[Stored data]

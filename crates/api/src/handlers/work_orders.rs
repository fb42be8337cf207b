// Copyright (C) 2026 Fred Clausen
// Use of this source code is governed by an MIT-style
// license that can be found in the LICENSE file or at
// https://opensource.org/licenses/MIT.

//! Work order repository.

use facilitydesk_domain::{
    RecordId, WorkOrder, WorkOrderComment, WorkOrderStatus, comment_shape, coordinate, date,
    identifier, non_empty_string, priority, us_state, work_order_status, zip_code,
};
use facilitydesk_persistence::{Persistence, PersistenceError, WorkOrderFilter, WorkOrderPatch};
use time::OffsetDateTime;
use tracing::{debug, info};

use super::job_requests::load_job_request;
use super::users::resolve_contractor;
use super::{empty_update, parse_id, validated};
use crate::auth::{AuthenticatedPrincipal, AuthorizationService};
use crate::error::{ApiError, translate_persistence_error};
use crate::request_response::{
    CommentRequest, CreateWorkOrderRequest, UpdateWorkOrderRequest, WorkOrderInfo,
    WorkOrderListRequest,
};

const RESOURCE: &str = "Work order";

fn store_error(err: PersistenceError) -> ApiError {
    translate_persistence_error(RESOURCE, err)
}

/// Loads a work order by id.
///
/// # Errors
///
/// Returns `ResourceNotFound` if no work order has the id.
pub fn load_work_order(
    persistence: &mut Persistence,
    work_order_id: RecordId,
) -> Result<WorkOrder, ApiError> {
    persistence
        .get_work_order(work_order_id)
        .map_err(store_error)?
        .ok_or_else(|| ApiError::not_found(RESOURCE, &work_order_id.to_string()))
}

/// Validates an optional contractor id and checks the user is a contractor.
///
/// Only an absent id means no contractor. A blank id is rejected.
fn checked_contractor(
    persistence: &mut Persistence,
    contractor_id: Option<&str>,
) -> Result<Option<RecordId>, ApiError> {
    let Some(raw) = contractor_id else {
        return Ok(None);
    };
    let id: RecordId = parse_id(raw, "assignedContractorId")?;
    resolve_contractor(persistence, id)?;
    Ok(Some(id))
}

fn validated_comments(comments: &[CommentRequest]) -> Result<Vec<WorkOrderComment>, ApiError> {
    comments
        .iter()
        .enumerate()
        .map(|(index, comment)| {
            validated(comment_shape(
                comment.id.as_deref(),
                comment.name.as_deref(),
                &comment.comment,
                &format!("comments[{index}]"),
            ))
        })
        .collect()
}

/// Creates a work order for an existing job request.
///
/// Status defaults to open and the start date to now.
///
/// # Errors
///
/// Returns an error if:
/// - Any field fails validation
/// - The job request does not exist
/// - The assigned contractor does not exist or is not a contractor
pub fn create_work_order(
    persistence: &mut Persistence,
    request: &CreateWorkOrderRequest,
) -> Result<WorkOrderInfo, ApiError> {
    let job_request_id: RecordId = parse_id(&request.job_request_id, "jobRequestId")?;
    load_job_request(persistence, job_request_id)?;
    let assigned_contractor_id: Option<RecordId> =
        checked_contractor(persistence, request.assigned_contractor_id.as_deref())?;

    let now: OffsetDateTime = OffsetDateTime::now_utc();
    let work_order: WorkOrder = WorkOrder {
        work_order_id: None,
        job_request_id,
        company_name: validated(non_empty_string(&request.company_name, "companyName"))?,
        assigned_contractor_id,
        priority: validated(priority(&request.priority))?,
        description: validated(non_empty_string(&request.description, "description"))?,
        address: validated(non_empty_string(&request.address, "address"))?,
        city: validated(non_empty_string(&request.city, "city"))?,
        state: validated(us_state(&request.state))?,
        zip_code: validated(zip_code(&request.zip_code))?,
        latitude: validated(coordinate(request.latitude, "latitude"))?,
        longitude: validated(coordinate(request.longitude, "longitude"))?,
        status: match request.status.as_deref() {
            Some(value) => validated(work_order_status(value))?,
            None => WorkOrderStatus::default(),
        },
        start_date: validated(date(request.start_date.as_deref(), "startDate"))?.or(Some(now)),
        estimated_end_date: validated(date(
            request.estimated_end_date.as_deref(),
            "estimatedEndDate",
        ))?,
        comments: validated_comments(request.comments.as_deref().unwrap_or_default())?,
        created_at: now,
    };

    insert_work_order(persistence, work_order)
}

/// Stores an already validated work order.
///
/// # Errors
///
/// Returns an error if the store fails.
pub fn insert_work_order(
    persistence: &mut Persistence,
    work_order: WorkOrder,
) -> Result<WorkOrderInfo, ApiError> {
    let work_order_id: RecordId = persistence
        .create_work_order(&work_order)
        .map_err(store_error)?;
    info!(
        %work_order_id,
        job_request_id = %work_order.job_request_id,
        "Work order created"
    );

    WorkOrderInfo::from_work_order(WorkOrder {
        work_order_id: Some(work_order_id),
        ..work_order
    })
}

/// Retrieves a work order by id.
///
/// # Errors
///
/// Returns an error if the id is malformed or no work order has it.
pub fn get_work_order(
    persistence: &mut Persistence,
    work_order_id: &str,
) -> Result<WorkOrderInfo, ApiError> {
    let id: RecordId = parse_id(work_order_id, "workOrderId")?;
    WorkOrderInfo::from_work_order(load_work_order(persistence, id)?)
}

/// Retrieves a work order on behalf of a principal.
///
/// Contractors may only see work orders assigned to them.
///
/// # Errors
///
/// Returns an error if the work order does not exist or the principal
/// may not view it.
pub fn get_work_order_as(
    persistence: &mut Persistence,
    principal: &AuthenticatedPrincipal,
    work_order_id: &str,
) -> Result<WorkOrderInfo, ApiError> {
    let id: RecordId = parse_id(work_order_id, "workOrderId")?;
    let work_order: WorkOrder = load_work_order(persistence, id)?;
    AuthorizationService::authorize_view_work_order(principal, &work_order)?;
    WorkOrderInfo::from_work_order(work_order)
}

fn build_filter(request: &WorkOrderListRequest) -> Result<WorkOrderFilter, ApiError> {
    Ok(WorkOrderFilter {
        status: request
            .status
            .as_deref()
            .map(|value| validated(work_order_status(value)))
            .transpose()?,
        contractor_id: request
            .contractor_id
            .as_deref()
            .map(|value| validated(identifier(value, "contractorId")))
            .transpose()?,
        job_request_id: request
            .job_request_id
            .as_deref()
            .map(|value| validated(identifier(value, "jobRequestId")))
            .transpose()?,
        priority: request
            .priority
            .as_deref()
            .map(|value| validated(priority(value)))
            .transpose()?,
    })
}

fn load_filtered(
    persistence: &mut Persistence,
    filter: &WorkOrderFilter,
) -> Result<Vec<WorkOrderInfo>, ApiError> {
    persistence
        .list_work_orders(filter)
        .map_err(store_error)?
        .into_iter()
        .map(WorkOrderInfo::from_work_order)
        .collect()
}

/// Lists work orders matching every supplied filter.
///
/// # Errors
///
/// Returns an error if any filter fails validation.
pub fn list_work_orders(
    persistence: &mut Persistence,
    request: &WorkOrderListRequest,
) -> Result<Vec<WorkOrderInfo>, ApiError> {
    let filter: WorkOrderFilter = build_filter(request)?;
    load_filtered(persistence, &filter)
}

/// Lists work orders visible to a principal.
///
/// For a contractor the contractor filter is forced to their own id.
///
/// # Errors
///
/// Returns an error if any filter fails validation.
pub fn list_work_orders_as(
    persistence: &mut Persistence,
    principal: &AuthenticatedPrincipal,
    request: &WorkOrderListRequest,
) -> Result<Vec<WorkOrderInfo>, ApiError> {
    let mut filter: WorkOrderFilter = build_filter(request)?;
    if let Some(own_id) = AuthorizationService::work_order_scope(principal) {
        debug!(user_id = %own_id, "Scoping work order list to contractor");
        filter.contractor_id = Some(own_id);
    }
    load_filtered(persistence, &filter)
}

fn build_patch(
    persistence: &mut Persistence,
    request: &UpdateWorkOrderRequest,
) -> Result<WorkOrderPatch, ApiError> {
    let assigned_contractor_id: Option<Option<RecordId>> = match &request.assigned_contractor_id
    {
        Some(value) => Some(checked_contractor(persistence, value.as_deref())?),
        None => None,
    };

    Ok(WorkOrderPatch {
        company_name: request
            .company_name
            .as_deref()
            .map(|value| validated(non_empty_string(value, "companyName")))
            .transpose()?,
        assigned_contractor_id,
        priority: request
            .priority
            .as_deref()
            .map(|value| validated(priority(value)))
            .transpose()?,
        description: request
            .description
            .as_deref()
            .map(|value| validated(non_empty_string(value, "description")))
            .transpose()?,
        address: request
            .address
            .as_deref()
            .map(|value| validated(non_empty_string(value, "address")))
            .transpose()?,
        city: request
            .city
            .as_deref()
            .map(|value| validated(non_empty_string(value, "city")))
            .transpose()?,
        state: request
            .state
            .as_deref()
            .map(|value| validated(us_state(value)))
            .transpose()?,
        zip_code: request
            .zip_code
            .as_ref()
            .map(|value| validated(zip_code(value)))
            .transpose()?,
        latitude: request
            .latitude
            .map(|value| validated(coordinate(value, "latitude")))
            .transpose()?,
        longitude: request
            .longitude
            .map(|value| validated(coordinate(value, "longitude")))
            .transpose()?,
        status: request
            .status
            .as_deref()
            .map(|value| validated(work_order_status(value)))
            .transpose()?,
        start_date: request
            .start_date
            .as_ref()
            .map(|value| validated(date(value.as_deref(), "startDate")))
            .transpose()?,
        estimated_end_date: request
            .estimated_end_date
            .as_ref()
            .map(|value| validated(date(value.as_deref(), "estimatedEndDate")))
            .transpose()?,
        comments: request
            .comments
            .as_deref()
            .map(validated_comments)
            .transpose()?,
    })
}

/// Applies a partial update to a work order.
///
/// A supplied comments array replaces the stored comments in full.
/// The contractor and the coordinates may be cleared with an explicit null.
/// Nothing is written unless every supplied field is valid.
///
/// # Errors
///
/// Returns an error if:
/// - The id is malformed
/// - Any supplied field fails validation
/// - A supplied contractor does not exist or is not a contractor
/// - No field was supplied
/// - No work order has the id
pub fn update_work_order(
    persistence: &mut Persistence,
    work_order_id: &str,
    request: &UpdateWorkOrderRequest,
) -> Result<WorkOrderInfo, ApiError> {
    let id: RecordId = parse_id(work_order_id, "workOrderId")?;
    let patch: WorkOrderPatch = build_patch(persistence, request)?;
    if patch.is_empty() {
        return Err(empty_update("work order"));
    }

    persistence
        .update_work_order(id, &patch)
        .map_err(store_error)?;
    info!(work_order_id = %id, "Work order updated");

    WorkOrderInfo::from_work_order(load_work_order(persistence, id)?)
}

/// Appends one comment to a work order.
///
/// Existing comments are kept in order and the new one goes last.
///
/// # Errors
///
/// Returns an error if the comment is malformed or the work order does
/// not exist.
pub fn add_comment(
    persistence: &mut Persistence,
    work_order_id: &str,
    request: &CommentRequest,
) -> Result<WorkOrderInfo, ApiError> {
    let id: RecordId = parse_id(work_order_id, "workOrderId")?;
    let comment: WorkOrderComment = validated(comment_shape(
        request.id.as_deref(),
        request.name.as_deref(),
        &request.comment,
        "comment",
    ))?;
    append_comment(persistence, id, &comment)
}

/// Appends an already validated comment.
///
/// # Errors
///
/// Returns `ResourceNotFound` if the work order does not exist.
pub fn append_comment(
    persistence: &mut Persistence,
    work_order_id: RecordId,
    comment: &WorkOrderComment,
) -> Result<WorkOrderInfo, ApiError> {
    persistence
        .append_work_order_comment(work_order_id, comment)
        .map_err(store_error)?;
    info!(%work_order_id, "Comment appended");
    WorkOrderInfo::from_work_order(load_work_order(persistence, work_order_id)?)
}

/// Removes a work order and returns it as it was.
///
/// # Errors
///
/// Returns an error if the id is malformed or no work order has it.
pub fn delete_work_order(
    persistence: &mut Persistence,
    work_order_id: &str,
) -> Result<WorkOrderInfo, ApiError> {
    let id: RecordId = parse_id(work_order_id, "workOrderId")?;
    let existing: WorkOrder = load_work_order(persistence, id)?;
    persistence.delete_work_order(id).map_err(store_error)?;
    info!(work_order_id = %id, "Work order removed");
    WorkOrderInfo::from_work_order(existing)
}
// Copyright (C) 2026 Fred Clausen
// Use of this source code is governed by an MIT-style
// license that can be found in the LICENSE file or at
// https://opensource.org/licenses/MIT.

//! Monetary amounts and tax rates.
//!
//! Amounts are held as whole cents so sums of line totals are exact.
//! Converting from a caller-supplied number rounds to two decimal places
//! (half away from zero, which is half-up for the non-negative inputs
//! accepted here).

use num_traits::ToPrimitive;
use serde::{Deserialize, Deserializer, Serialize, Serializer};

use crate::error::DomainError;

/// A non-negative monetary amount rounded to cents.
#[derive(Debug, Clone, Copy, PartialEq, Eq, PartialOrd, Ord, Hash, Default)]
pub struct Money {
    cents: i64,
}

impl Money {
    /// Zero dollars.
    pub const ZERO: Self = Self { cents: 0 };

    /// Creates an amount from a whole number of cents.
    ///
    /// Returns `None` when `cents` is negative.
    #[must_use]
    pub const fn from_cents(cents: i64) -> Option<Self> {
        if cents < 0 {
            None
        } else {
            Some(Self { cents })
        }
    }

    /// Rounds a caller-supplied amount to cents.
    ///
    /// # Errors
    ///
    /// Returns `DomainError::InvalidMoney` if the value is not finite, is
    /// negative, or does not fit in 64 bits of cents.
    pub fn from_amount(value: f64, field: &str) -> Result<Self, DomainError> {
        if !value.is_finite() {
            return Err(DomainError::InvalidMoney {
                field: field.to_string(),
                reason: String::from("not a finite number"),
            });
        }
        if value < 0.0 {
            return Err(DomainError::InvalidMoney {
                field: field.to_string(),
                reason: format!("got {value}"),
            });
        }

        let cents: i64 = (value * 100.0)
            .round()
            .to_i64()
            .ok_or_else(|| DomainError::InvalidMoney {
                field: field.to_string(),
                reason: format!("{value} is out of range"),
            })?;

        Ok(Self { cents })
    }

    /// Returns the amount in cents.
    #[must_use]
    pub const fn cents(self) -> i64 {
        self.cents
    }

    /// Returns the amount in dollars.
    #[must_use]
    #[allow(clippy::cast_precision_loss)]
    pub fn to_f64(self) -> f64 {
        self.cents as f64 / 100.0
    }

    /// Adds two amounts.
    ///
    /// # Errors
    ///
    /// Returns `DomainError::AmountOverflow` if the sum does not fit.
    pub fn checked_add(self, other: Self) -> Result<Self, DomainError> {
        self.cents
            .checked_add(other.cents)
            .map(|cents| Self { cents })
            .ok_or_else(|| DomainError::AmountOverflow {
                operation: format!("adding {self} and {other}"),
            })
    }

    /// Multiplies the amount by a quantity.
    ///
    /// # Errors
    ///
    /// Returns `DomainError::AmountOverflow` if the product does not fit.
    pub fn checked_mul(self, quantity: u32) -> Result<Self, DomainError> {
        self.cents
            .checked_mul(i64::from(quantity))
            .map(|cents| Self { cents })
            .ok_or_else(|| DomainError::AmountOverflow {
                operation: format!("multiplying {self} by {quantity}"),
            })
    }
}

impl std::fmt::Display for Money {
    fn fmt(&self, f: &mut std::fmt::Formatter<'_>) -> std::fmt::Result {
        write!(f, "{}.{:02}", self.cents / 100, self.cents % 100)
    }
}

impl Serialize for Money {
    fn serialize<S: Serializer>(&self, serializer: S) -> Result<S::Ok, S::Error> {
        serializer.serialize_f64(self.to_f64())
    }
}

impl<'de> Deserialize<'de> for Money {
    fn deserialize<D: Deserializer<'de>>(deserializer: D) -> Result<Self, D::Error> {
        let value: f64 = f64::deserialize(deserializer)?;
        Self::from_amount(value, "amount").map_err(serde::de::Error::custom)
    }
}

/// A tax rate.
///
/// Rates pass through the same two-decimal rounding as dollar amounts, so
/// a rate of `0.0875` is stored as `0.09`.
#[derive(Debug, Clone, Copy, PartialEq, Eq, Hash, Default)]
pub struct TaxRate {
    hundredths: i64,
}

impl TaxRate {
    /// No tax.
    pub const ZERO: Self = Self { hundredths: 0 };

    /// Rounds a caller-supplied rate to two decimals.
    ///
    /// # Errors
    ///
    /// Returns `DomainError::InvalidMoney` under the same conditions as
    /// [`Money::from_amount`].
    pub fn from_rate(value: f64, field: &str) -> Result<Self, DomainError> {
        let rounded: Money = Money::from_amount(value, field)?;
        Ok(Self {
            hundredths: rounded.cents(),
        })
    }

    /// Creates a rate from a stored number of hundredths.
    ///
    /// Returns `None` when `hundredths` is negative.
    #[must_use]
    pub const fn from_hundredths(hundredths: i64) -> Option<Self> {
        if hundredths < 0 {
            None
        } else {
            Some(Self { hundredths })
        }
    }

    /// Returns the rate in hundredths.
    #[must_use]
    pub const fn hundredths(self) -> i64 {
        self.hundredths
    }

    /// Returns the rate as a fraction.
    #[must_use]
    #[allow(clippy::cast_precision_loss)]
    pub fn to_f64(self) -> f64 {
        self.hundredths as f64 / 100.0
    }

    /// Computes the tax owed on `subtotal`, rounded half-up to cents.
    ///
    /// # Errors
    ///
    /// Returns `DomainError::AmountOverflow` if the product does not fit.
    pub fn apply(self, subtotal: Money) -> Result<Money, DomainError> {
        let overflow = || DomainError::AmountOverflow {
            operation: format!("applying tax rate {} to {subtotal}", self.to_f64()),
        };

        // subtotal (cents) * rate (hundredths) is in ten-thousandths of a dollar
        let scaled: i64 = subtotal
            .cents()
            .checked_mul(self.hundredths)
            .and_then(|v| v.checked_add(50))
            .ok_or_else(overflow)?;

        Ok(Money {
            cents: scaled / 100,
        })
    }
}

impl Serialize for TaxRate {
    fn serialize<S: Serializer>(&self, serializer: S) -> Result<S::Ok, S::Error> {
        serializer.serialize_f64(self.to_f64())
    }
}

impl<'de> Deserialize<'de> for TaxRate {
    fn deserialize<D: Deserializer<'de>>(deserializer: D) -> Result<Self, D::Error> {
        let value: f64 = f64::deserialize(deserializer)?;
        Self::from_rate(value, "taxRate").map_err(serde::de::Error::custom)
    }
}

[/Stored data]

• Work instructions
Output exactly the lines of the records from the first through the one bearing "const RESOURCE: &str", both ends included.

• Problem solution
filename crates/api/src/handlers/work_orders.rs
repository fb42be8337cf207b
// Copyright (C) 2026 Fred Clausen
// Use of this source code is governed by an MIT-style
// license that can be found in the LICENSE file or at
// https://opensource.org/licenses/MIT.

//! Work order repository.

use facilitydesk_domain::{
    RecordId, WorkOrder, WorkOrderComment, WorkOrderStatus, comment_shape, coordinate, date,
    identifier, non_empty_string, priority, us_state, work_order_status, zip_code,
};
use facilitydesk_persistence::{Persistence, PersistenceError, WorkOrderFilter, WorkOrderPatch};
use time::OffsetDateTime;
use tracing::{debug, info};

use super::job_requests::load_job_request;
use super::users::resolve_contractor;
use super::{empty_update, parse_id, validated};
use crate::auth::{AuthenticatedPrincipal, AuthorizationService};
use crate::error::{ApiError, translate_persistence_error};
use crate::request_response::{
    CommentRequest, CreateWorkOrderRequest, UpdateWorkOrderRequest, WorkOrderInfo,
    WorkOrderListRequest,
};

const RESOURCE: &str = "Work order";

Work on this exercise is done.